**WORK INSTRUCTIONS:** Transcribe the stretch of entries below from the line with "pub fn from_slot(slot: RawFd)" through the line with "EOF arrives first.", exactly and with both ends included; leave out all other lines.
SUPPLIED RECORDS Start Marker
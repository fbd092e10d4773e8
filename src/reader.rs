// SPDX-License-Identifier: MIT
// SPDX-FileCopyrightText: 2025-2026 natyamatsya contributors
//
// Reader pool: one background thread per remote peer. Each thread owns the
// read end of that peer's point-to-point channel, appends arriving frames
// to the peer's inbox, and wakes a matcher whose pending request the frame
// satisfies. EOF flips the inbox's liveness flag; the stop token ends the
// thread at finalize without touching liveness.

use std::sync::Arc;
use std::thread::{self, JoinHandle};

use crate::chan::{Chan, ReadAbort, StopToken};
use crate::frame::recv_frame;
use crate::runtime::World;

pub(crate) fn spawn(
    world: Arc<World>,
    peer: usize,
    chan: Chan,
    stop: Arc<StopToken>,
) -> JoinHandle<()> {
    thread::spawn(move || reader_loop(&world, peer, chan, &stop))
}

fn reader_loop(world: &World, peer: usize, chan: Chan, stop: &StopToken) {
    let state = &world.peers[peer];
    loop {
        match recv_frame(&chan, stop) {
            Ok(frame) => {
                let mut inbox = state.inbox.lock().unwrap();
                {
                    let slot = world.match_slot.lock().unwrap();
                    if slot.satisfied_by(peer, &frame) {
                        state.arrived.notify_one();
                    }
                }
                inbox.push(frame);
            }
            Err(ReadAbort::Cancelled) => return,
            Err(ReadAbort::Closed) => {
                let mut inbox = state.inbox.lock().unwrap();
                inbox.set_finished();
                let slot = world.match_slot.lock().unwrap();
                if slot.waiting_on(peer) {
                    state.arrived.notify_one();
                }
                return;
            }
        }
    }
}
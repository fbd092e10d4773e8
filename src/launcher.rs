// SPDX-License-Identifier: MIT
// SPDX-FileCopyrightText: 2025-2026 natyamatsya contributors
//
// Launcher wiring: create every pipe in the channel table, relocate the
// ends to their deterministic slots, fork N workers, and wait for all of
// them. Each child publishes its rank under a per-PID key, closes every
// slot it does not own, and execs the worker program; unowned slots must be
// gone before the program runs so EOF semantics are accurate.

use std::collections::HashSet;
use std::ffi::CString;
use std::io;
use std::os::unix::io::RawFd;

use crate::layout::{SlotTable, MAX_WORLD_SIZE};
use crate::runtime::{rank_var, WORLD_SIZE_VAR};

/// Launch `n` copies of `program` with `args`, one per rank. Returns the
/// exit code for the launcher process: 0 only if every child exited 0.
pub fn run(n: usize, program: &str, args: &[String]) -> io::Result<i32> {
    if n == 0 || n > MAX_WORLD_SIZE {
        return Err(io::Error::new(
            io::ErrorKind::InvalidInput,
            format!("world size must be in 1..={MAX_WORLD_SIZE}"),
        ));
    }

    std::env::set_var(WORLD_SIZE_VAR, n.to_string());
    let table = SlotTable::new(n);
    let slots = create_channel_table(&table)?;

    for rank in 0..n {
        let pid = unsafe { libc::fork() };
        if pid < 0 {
            return Err(io::Error::last_os_error());
        }
        if pid == 0 {
            exec_worker(rank, program, args, &table);
        }
    }

    // The launcher keeps no channel ends of its own.
    for slot in &slots {
        unsafe { libc::close(*slot) };
    }

    let mut failed = false;
    for _ in 0..n {
        let mut status: libc::c_int = 0;
        let pid = unsafe { libc::wait(&mut status) };
        if pid <= 0 {
            failed = true;
            continue;
        }
        std::env::remove_var(rank_var(pid as u32));
        if !(libc::WIFEXITED(status) && libc::WEXITSTATUS(status) == 0) {
            failed = true;
        }
    }
    std::env::remove_var(WORLD_SIZE_VAR);

    Ok(if failed { 1 } else { 0 })
}

/// Create every pipe in the table and relocate both ends to their slots.
/// Returns the full list of relocated descriptors.
fn create_channel_table(table: &SlotTable) -> io::Result<Vec<RawFd>> {
    let mut relocated = Vec::new();
    for (read_slot, write_slot) in table.pipes() {
        let mut fds = [0 as libc::c_int; 2];
        if unsafe { libc::pipe(fds.as_mut_ptr()) } == -1 {
            return Err(io::Error::last_os_error());
        }
        relocate(fds[0], read_slot)?;
        relocate(fds[1], write_slot)?;
        relocated.push(read_slot);
        relocated.push(write_slot);
    }
    Ok(relocated)
}

fn relocate(fd: RawFd, slot: RawFd) -> io::Result<()> {
    if fd == slot {
        return Ok(());
    }
    if unsafe { libc::dup2(fd, slot) } == -1 {
        return Err(io::Error::last_os_error());
    }
    unsafe { libc::close(fd) };
    Ok(())
}

fn exec_worker(rank: usize, program: &str, args: &[String], table: &SlotTable) -> ! {
    let pid = unsafe { libc::getpid() } as u32;
    std::env::set_var(rank_var(pid), rank.to_string());

    let owned: HashSet<RawFd> = table.owned_by(rank).into_iter().collect();
    for slot in table.all_slots() {
        if !owned.contains(&slot) {
            unsafe { libc::close(slot) };
        }
    }

    let argv0 = format!("./{}", basename(program));
    let mut argv: Vec<CString> = Vec::with_capacity(args.len() + 1);
    argv.push(cstring_or_die(&argv0));
    for arg in args {
        argv.push(cstring_or_die(arg));
    }
    let mut argv_ptrs: Vec<*const libc::c_char> =
        argv.iter().map(|s| s.as_ptr()).collect();
    argv_ptrs.push(std::ptr::null());

    let prog = cstring_or_die(program);
    unsafe { libc::execvp(prog.as_ptr(), argv_ptrs.as_ptr()) };
    eprintln!(
        "mimpirun: exec {program}: {}",
        io::Error::last_os_error()
    );
    unsafe { libc::_exit(127) }
}

fn basename(path: &str) -> &str {
    path.rsplit('/').next().unwrap_or(path)
}

fn cstring_or_die(s: &str) -> CString {
    match CString::new(s) {
        Ok(c) => c,
        Err(_) => {
            eprintln!("mimpirun: argument contains an interior NUL: {s:?}");
            unsafe { libc::_exit(127) }
        }
    }
}
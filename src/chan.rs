// SPDX-License-Identifier: MIT
// SPDX-FileCopyrightText: 2025-2026 natyamatsya contributors
//
// Byte channel over a UNIX pipe endpoint.
// One `Chan` owns exactly one descriptor (read end or write end) and closes
// it on drop. Reads and writes are full-transfer: `write_all` loops until
// every byte is in the pipe, `read_exact` loops until the buffer is full.
// The only non-fatal failure is the remote end being gone (EOF on read,
// EPIPE on write); any other syscall failure is retried once and then
// aborts the process with a diagnostic.

use std::io;
use std::os::unix::io::RawFd;
use std::sync::Arc;
use std::sync::Once;

/// The other end of the channel is gone: EOF on a read, broken pipe on a
/// write. Every surviving channel failure maps to this.
#[derive(Debug, Clone, Copy, PartialEq, Eq)]
pub struct RemoteClosed;

/// Why an interruptible read returned without data.
#[derive(Debug, Clone, Copy, PartialEq, Eq)]
pub enum ReadAbort {
    /// The remote end closed the channel.
    Closed,
    /// The stop token was raised (runtime finalize).
    Cancelled,
}

/// Print a diagnostic and terminate. Second-failure policy for syscalls
/// that are not allowed to fail twice.
pub(crate) fn sys_fatal(what: &str, err: io::Error) -> ! {
    eprintln!("ERROR: {what} failed twice: {err}");
    std::process::exit(1);
}

/// Ignore SIGPIPE process-wide so writes to a dead peer surface as EPIPE
/// instead of killing the process. Idempotent.
pub(crate) fn ignore_sigpipe() {
    static ONCE: Once = Once::new();
    ONCE.call_once(|| unsafe {
        libc::signal(libc::SIGPIPE, libc::SIG_IGN);
    });
}

// ---------------------------------------------------------------------------
// Chan
// ---------------------------------------------------------------------------

/// One end of a unidirectional pipe.
pub struct Chan {
    fd: RawFd,
}

// Safety: a Chan is just a descriptor; the kernel serialises pipe I/O.
unsafe impl Send for Chan {}
unsafe impl Sync for Chan {}

impl Chan {
    /// Create a pipe and return `(read end, write end)`.
    pub fn pair() -> io::Result<(Chan, Chan)> {
        let mut fds = [0 as libc::c_int; 2];
        let ret = unsafe { libc::pipe(fds.as_mut_ptr()) };
        if ret == -1 {
            return Err(io::Error::last_os_error());
        }
        Ok((Chan { fd: fds[0] }, Chan { fd: fds[1] }))
    }

    /// Adopt an inherited descriptor slot (see `layout`). The returned
    /// channel owns the descriptor and closes it on drop.
    pub fn from_slot(slot: RawFd) -> Chan {
        Chan { fd: slot }
    }

    pub fn raw_fd(&self) -> RawFd {
        self.fd
    }

    fn read_once(&self, buf: &mut [u8]) -> io::Result<usize> {
        let n = unsafe {
            libc::read(
                self.fd,
                buf.as_mut_ptr() as *mut libc::c_void,
                buf.len(),
            )
        };
        if n == -1 {
            return Err(io::Error::last_os_error());
        }
        Ok(n as usize)
    }

    fn write_once(&self, buf: &[u8]) -> io::Result<usize> {
        let n = unsafe {
            libc::write(
                self.fd,
                buf.as_ptr() as *const libc::c_void,
                buf.len(),
            )
        };
        if n == -1 {
            return Err(io::Error::last_os_error());
        }
        Ok(n as usize)
    }

    /// Blocking read. Returns the number of bytes read (> 0), or
    /// `RemoteClosed` on EOF.
    pub fn read(&self, buf: &mut [u8]) -> Result<usize, RemoteClosed> {
        if buf.is_empty() {
            return Ok(0);
        }
        match self.read_once(buf) {
            Ok(0) => Err(RemoteClosed),
            Ok(n) => Ok(n),
            Err(_) => match self.read_once(buf) {
                Ok(0) => Err(RemoteClosed),
                Ok(n) => Ok(n),
                Err(e) => sys_fatal("read on channel", e),
            },
        }
    }

    /// Read until `buf` is full. `RemoteClosed` if EOF arrives first.
    pub fn read_exact(&self, buf: &mut [u8]) -> Result<(), RemoteClosed> {
        let mut done = 0;
        while done < buf.len() {
            done += self.read(&mut buf[done..])?;
        }
        Ok(())
    }

    /// Write the whole buffer. `RemoteClosed` if the read end is gone.
    pub fn write_all(&self, mut buf: &[u8]) -> Result<(), RemoteClosed> {
        while !buf.is_empty() {
            match self.write_once(buf) {
                Ok(n) => buf = &buf[n..],
                Err(e) if e.raw_os_error() == Some(libc::EPIPE) => {
                    return Err(RemoteClosed)
                }
                Err(_) => match self.write_once(buf) {
                    Ok(n) => buf = &buf[n..],
                    Err(e) if e.raw_os_error() == Some(libc::EPIPE) => {
                        return Err(RemoteClosed)
                    }
                    Err(e) => sys_fatal("write on channel", e),
                },
            }
        }
        Ok(())
    }

    /// Block until this channel has data or the stop token is raised, then
    /// read. Reader threads use this at every suspension point so finalize
    /// can cancel them mid-read.
    pub fn read_interruptible(
        &self,
        buf: &mut [u8],
        stop: &StopToken,
    ) -> Result<usize, ReadAbort> {
        if buf.is_empty() {
            return Ok(0);
        }
        self.wait_readable(stop)?;
        self.read(buf).map_err(|RemoteClosed| ReadAbort::Closed)
    }

    /// `read_exact` built on `read_interruptible`.
    pub fn read_exact_interruptible(
        &self,
        buf: &mut [u8],
        stop: &StopToken,
    ) -> Result<(), ReadAbort> {
        let mut done = 0;
        while done < buf.len() {
            done += self.read_interruptible(&mut buf[done..], stop)?;
        }
        Ok(())
    }

    fn wait_readable(&self, stop: &StopToken) -> Result<(), ReadAbort> {
        let wake = libc::POLLIN | libc::POLLHUP | libc::POLLERR;
        loop {
            let mut fds = [
                libc::pollfd {
                    fd: self.fd,
                    events: libc::POLLIN,
                    revents: 0,
                },
                libc::pollfd {
                    fd: stop.rx.fd,
                    events: libc::POLLIN,
                    revents: 0,
                },
            ];
            let rc = unsafe { libc::poll(fds.as_mut_ptr(), 2, -1) };
            if rc == -1 {
                let rc2 = unsafe { libc::poll(fds.as_mut_ptr(), 2, -1) };
                if rc2 == -1 {
                    sys_fatal("poll on channel", io::Error::last_os_error());
                }
            }
            if fds[1].revents & wake != 0 {
                return Err(ReadAbort::Cancelled);
            }
            if fds[0].revents & wake != 0 {
                return Ok(());
            }
        }
    }
}

impl Drop for Chan {
    fn drop(&mut self) {
        unsafe {
            libc::close(self.fd);
        }
    }
}

impl std::fmt::Debug for Chan {
    fn fmt(&self, f: &mut std::fmt::Formatter<'_>) -> std::fmt::Result {
        f.debug_struct("Chan").field("fd", &self.fd).finish()
    }
}

// ---------------------------------------------------------------------------
// Stop tokens: self-pipe cancellation for the reader pool
// ---------------------------------------------------------------------------

/// Read side of the stop pipe, shared by every reader thread of a runtime.
/// Never consumed, only polled: one raise wakes every reader.
pub struct StopToken {
    rx: Chan,
}

impl StopToken {
    pub fn raw_fd(&self) -> RawFd {
        self.rx.raw_fd()
    }
}

/// Write side of the stop pipe. Raising it writes one byte and closes the
/// end, leaving the token permanently readable.
pub struct StopSignal {
    tx: Chan,
}

impl StopSignal {
    pub fn raise(self) {
        let _ = self.tx.write_all(&[1]);
    }
}

/// Create a stop pipe for one runtime's reader pool.
pub fn stop_pair() -> io::Result<(StopSignal, Arc<StopToken>)> {
    let (rx, tx) = Chan::pair()?;
    Ok((StopSignal { tx }, Arc::new(StopToken { rx })))
}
SUPPLIED RECORDS End Marker
**SOLUTION TO THIS PROBLEM:**
    pub fn from_slot(slot: RawFd) -> Chan {
        Chan { fd: slot }
    }

    pub fn raw_fd(&self) -> RawFd {
        self.fd
    }

    fn read_once(&self, buf: &mut [u8]) -> io::Result<usize> {
        let n = unsafe {
            libc::read(
                self.fd,
                buf.as_mut_ptr() as *mut libc::c_void,
                buf.len(),
            )
        };
        if n == -1 {
            return Err(io::Error::last_os_error());
        }
        Ok(n as usize)
    }

    fn write_once(&self, buf: &[u8]) -> io::Result<usize> {
        let n = unsafe {
            libc::write(
                self.fd,
                buf.as_ptr() as *const libc::c_void,
                buf.len(),
            )
        };
        if n == -1 {
            return Err(io::Error::last_os_error());
        }
        Ok(n as usize)
    }

    /// Blocking read. Returns the number of bytes read (> 0), or
    /// `RemoteClosed` on EOF.
    pub fn read(&self, buf: &mut [u8]) -> Result<usize, RemoteClosed> {
        if buf.is_empty() {
            return Ok(0);
        }
        match self.read_once(buf) {
            Ok(0) => Err(RemoteClosed),
            Ok(n) => Ok(n),
            Err(_) => match self.read_once(buf) {
                Ok(0) => Err(RemoteClosed),
                Ok(n) => Ok(n),
                Err(e) => sys_fatal("read on channel", e),
            },
        }
    }

    /// Read until `buf` is full. `RemoteClosed` if EOF arrives first.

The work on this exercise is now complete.